== Data records

//! Fixed-timestep clock.
//!
//! The host reports wall-clock milliseconds at whatever rate it runs;
//! [`GameTime`] turns that into whole ticks so every delay in the game is a
//! deterministic tick countdown.

/// Logic rate of the game clock.
pub const TICKS_PER_SEC: u32 = 10;

/// Milliseconds covered by one tick.
pub const MS_PER_TICK: u32 = 1000 / TICKS_PER_SEC;

/// Largest wall-clock gap honoured in one update. Longer gaps (a
/// backgrounded tab, a suspended laptop) are clamped.
const MAX_FRAME_MS: f64 = 500.0;

/// Convert a delay in milliseconds to ticks, rounding up so that a non-zero
/// delay never collapses to zero ticks.
pub const fn ms_to_ticks(ms: u32) -> u32 {
    ms.div_ceil(MS_PER_TICK)
}

pub struct GameTime {
    /// Milliseconds not yet consumed as ticks
    carry_ms: f64,
    /// Total ticks handed out since creation
    pub total_ticks: u64,
    /// Timestamp of the previous update, None before the first frame
    last_ms: Option<f64>,
}

impl GameTime {
    pub fn new() -> Self {
        Self {
            carry_ms: 0.0,
            total_ticks: 0,
            last_ms: None,
        }
    }

    /// Feed a wall-clock timestamp (ms) and get back how many ticks elapsed.
    /// The first call only records the timestamp.
    pub fn update(&mut self, now_ms: f64) -> u32 {
        let delta = match self.last_ms.replace(now_ms) {
            Some(prev) => (now_ms - prev).clamp(0.0, MAX_FRAME_MS),
            None => 0.0,
        };
        self.carry_ms += delta;
        let ticks = (self.carry_ms / MS_PER_TICK as f64) as u32;
        self.carry_ms -= ticks as f64 * MS_PER_TICK as f64;
        self.total_ticks += ticks as u64;
        ticks
    }
}

impl Default for GameTime {
    fn default() -> Self {
        Self::new()
    }
}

====

Every single line in the records above must be written out exactly.

## Answer to the exercise
//! Fixed-timestep clock.
//!
//! The host reports wall-clock milliseconds at whatever rate it runs;
//! [`GameTime`] turns that into whole ticks so every delay in the game is a
//! deterministic tick countdown.

/// Logic rate of the game clock.
pub const TICKS_PER_SEC: u32 = 10;

/// Milliseconds covered by one tick.
pub const MS_PER_TICK: u32 = 1000 / TICKS_PER_SEC;

/// Largest wall-clock gap honoured in one update. Longer gaps (a
/// backgrounded tab, a suspended laptop) are clamped.
const MAX_FRAME_MS: f64 = 500.0;

/// Convert a delay in milliseconds to ticks, rounding up so that a non-zero
/// delay never collapses to zero ticks.
pub const fn ms_to_ticks(ms: u32) -> u32 {
    ms.div_ceil(MS_PER_TICK)
}

pub struct GameTime {
    /// Milliseconds not yet consumed as ticks
    carry_ms: f64,
    /// Total ticks handed out since creation
    pub total_ticks: u64,
    /// Timestamp of the previous update, None before the first frame
    last_ms: Option<f64>,
}

impl GameTime {
    pub fn new() -> Self {
        Self {
            carry_ms: 0.0,
            total_ticks: 0,
            last_ms: None,
        }
    }

    /// Feed a wall-clock timestamp (ms) and get back how many ticks elapsed.
    /// The first call only records the timestamp.
    pub fn update(&mut self, now_ms: f64) -> u32 {
        let delta = match self.last_ms.replace(now_ms) {
            Some(prev) => (now_ms - prev).clamp(0.0, MAX_FRAME_MS),
            None => 0.0,
        };
        self.carry_ms += delta;
        let ticks = (self.carry_ms / MS_PER_TICK as f64) as u32;
        self.carry_ms -= ticks as f64 * MS_PER_TICK as f64;
        self.total_ticks += ticks as u64;
        ticks
    }
}

impl Default for GameTime {
    fn default() -> Self {
        Self::new()
    }
}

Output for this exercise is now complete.